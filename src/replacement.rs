//! Replacement effects: rewriting events before they happen.
//!
//! A replacement effect watches for matching events and rewrites them. A
//! compound-scoped effect rewrites the compound as a whole and must not
//! additionally rewrite the expanded individual events; the pipeline
//! enforces this by consuming the effect at compound scope. Rollback events
//! are never offered to replacement effects.

use std::collections::HashSet;

use crate::effect::InstructionTag;
use crate::event::{EventBody, EventKind};
use crate::ids::{ObjectId, PlayerId};
use crate::zone::Zone;

/// Unique identifier for a replacement effect.
#[derive(Debug, Clone, Copy, PartialEq, Eq, Hash)]
pub struct ReplacementEffectId(pub u64);

/// At which grain a matcher applies.
#[derive(Debug, Clone, Copy, PartialEq, Eq)]
pub enum MatchScope {
    /// Individual events (including the expansions of a compound).
    Individual,
    /// The compound instruction as a whole, before expansion.
    Compound,
    /// A named composite instruction's sub-events.
    Composite,
}

/// Condition for a replacement effect to apply.
#[derive(Debug, Clone, PartialEq)]
pub enum EventMatcher {
    /// Any event of this kind.
    Kind(EventKind),
    /// Damage dealt to a specific player's hero.
    DamageToPlayer(PlayerId),
    /// A specific player would draw a card.
    WouldDraw(PlayerId),
    /// Any object would move to this zone.
    WouldMoveTo(Zone),
    /// A specific object would move zones.
    ObjectWouldMove(ObjectId),
    /// A compound instruction with this tag, matched as a whole.
    CompoundOf(InstructionTag),
    /// A sub-event of the named composite instruction.
    PartOf {
        composite: String,
        inner: Box<EventMatcher>,
    },
}

impl EventMatcher {
    pub fn scope(&self) -> MatchScope {
        match self {
            EventMatcher::CompoundOf(_) => MatchScope::Compound,
            EventMatcher::PartOf { .. } => MatchScope::Composite,
            _ => MatchScope::Individual,
        }
    }

    /// Check an individual event body against this matcher.
    pub fn matches_body(&self, body: &EventBody) -> bool {
        match self {
            EventMatcher::Kind(kind) => body.kind() == *kind,
            EventMatcher::DamageToPlayer(player) => matches!(
                body,
                EventBody::Damage { target: crate::target::Target::Player(p), .. } if p == player
            ),
            EventMatcher::WouldDraw(player) => {
                matches!(body, EventBody::DrawCard { player: p } if p == player)
            }
            EventMatcher::WouldMoveTo(zone) => {
                matches!(body, EventBody::ZoneMove { to, .. } if to == zone)
            }
            EventMatcher::ObjectWouldMove(object) => {
                matches!(body, EventBody::ZoneMove { object: o, .. } if o == object)
            }
            EventMatcher::CompoundOf(_) => false,
            EventMatcher::PartOf { inner, .. } => inner.matches_body(body),
        }
    }

    /// Check a compound instruction against this matcher.
    pub fn matches_compound(&self, tag: InstructionTag) -> bool {
        matches!(self, EventMatcher::CompoundOf(t) if *t == tag)
    }

    /// For composite-scoped matchers, the composite name they watch.
    pub fn composite_name(&self) -> Option<&str> {
        match self {
            EventMatcher::PartOf { composite, .. } => Some(composite),
            _ => None,
        }
    }
}

/// What happens instead when a replacement applies.
#[derive(Debug, Clone, PartialEq)]
pub enum ReplacementAction {
    /// The event does not happen.
    Prevent,
    /// Add to (or subtract from) the event's magnitude, floor zero.
    Adjust(i32),
    /// Set the event's magnitude.
    SetAmount(u32),
    /// Send a zone-changing event somewhere else. Parameter-only: the
    /// event still occurs.
    ChangeDestination(Zone),
    /// Rewrite a compound's repetition count before expansion.
    SetRepetitions(u32),
}

/// A registered replacement effect.
#[derive(Debug, Clone)]
pub struct ReplacementEffect {
    pub id: ReplacementEffectId,
    /// The object that created this effect, if any.
    pub source: Option<ObjectId>,
    pub controller: Option<PlayerId>,
    pub matcher: EventMatcher,
    pub action: ReplacementAction,
}

impl ReplacementEffect {
    pub fn new(matcher: EventMatcher, action: ReplacementAction) -> Self {
        Self {
            id: ReplacementEffectId(0),
            source: None,
            controller: None,
            matcher,
            action,
        }
    }

    pub fn from_source(mut self, source: ObjectId, controller: PlayerId) -> Self {
        self.source = Some(source);
        self.controller = Some(controller);
        self
    }
}

/// Manages all replacement effects in a game.
#[derive(Debug, Clone, Default)]
pub struct ReplacementManager {
    effects: Vec<ReplacementEffect>,
    /// One-shot effects consumed after a single application.
    one_shot: HashSet<ReplacementEffectId>,
    next_id: u64,
}

impl ReplacementManager {
    pub fn new() -> Self {
        Self::default()
    }

    pub fn effects(&self) -> &[ReplacementEffect] {
        &self.effects
    }

    /// Register an effect. Application order is registration order.
    pub fn add(&mut self, mut effect: ReplacementEffect) -> ReplacementEffectId {
        self.next_id += 1;
        let id = ReplacementEffectId(self.next_id);
        effect.id = id;
        self.effects.push(effect);
        id
    }

    /// Register an effect consumed after one application.
    pub fn add_one_shot(&mut self, effect: ReplacementEffect) -> ReplacementEffectId {
        let id = self.add(effect);
        self.one_shot.insert(id);
        id
    }

    pub fn remove(&mut self, id: ReplacementEffectId) {
        self.effects.retain(|e| e.id != id);
        self.one_shot.remove(&id);
    }

    pub fn remove_from_source(&mut self, source: ObjectId) {
        let ids: Vec<ReplacementEffectId> = self
            .effects
            .iter()
            .filter(|e| e.source == Some(source))
            .map(|e| e.id)
            .collect();
        for id in ids {
            self.remove(id);
        }
    }

    pub fn get(&self, id: ReplacementEffectId) -> Option<&ReplacementEffect> {
        self.effects.iter().find(|e| e.id == id)
    }

    /// Effects applicable to an individual event, in registration order.
    pub fn applicable_to_body(&self, body: &EventBody) -> Vec<ReplacementEffectId> {
        self.effects
            .iter()
            .filter(|e| e.matcher.scope() == MatchScope::Individual && e.matcher.matches_body(body))
            .map(|e| e.id)
            .collect()
    }

    /// Effects applicable to a compound instruction as a whole.
    pub fn applicable_to_compound(&self, tag: InstructionTag) -> Vec<ReplacementEffectId> {
        self.effects
            .iter()
            .filter(|e| e.matcher.matches_compound(tag))
            .map(|e| e.id)
            .collect()
    }

    /// Effects applicable to a sub-event of the named composite.
    pub fn applicable_to_composite_part(
        &self,
        composite: &str,
        body: &EventBody,
    ) -> Vec<ReplacementEffectId> {
        self.effects
            .iter()
            .filter(|e| {
                e.matcher.composite_name() == Some(composite) && e.matcher.matches_body(body)
            })
            .map(|e| e.id)
            .collect()
    }

    /// Consume a one-shot effect after application. Returns true if the
    /// effect was one-shot and has been removed.
    pub fn mark_used(&mut self, id: ReplacementEffectId) -> bool {
        if self.one_shot.remove(&id) {
            self.effects.retain(|e| e.id != id);
            true
        } else {
            false
        }
    }
}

------------------------------------------------

- TASK OBJECTIVE
Your answer should be the lines of the records that include the word "derive".

- WORKED SOLUTION
#[derive(Debug, Clone, Copy, PartialEq, Eq, Hash)]
#[derive(Debug, Clone, Copy, PartialEq, Eq)]
#[derive(Debug, Clone, PartialEq)]
#[derive(Debug, Clone, PartialEq)]
#[derive(Debug, Clone)]
#[derive(Debug, Clone, Default)]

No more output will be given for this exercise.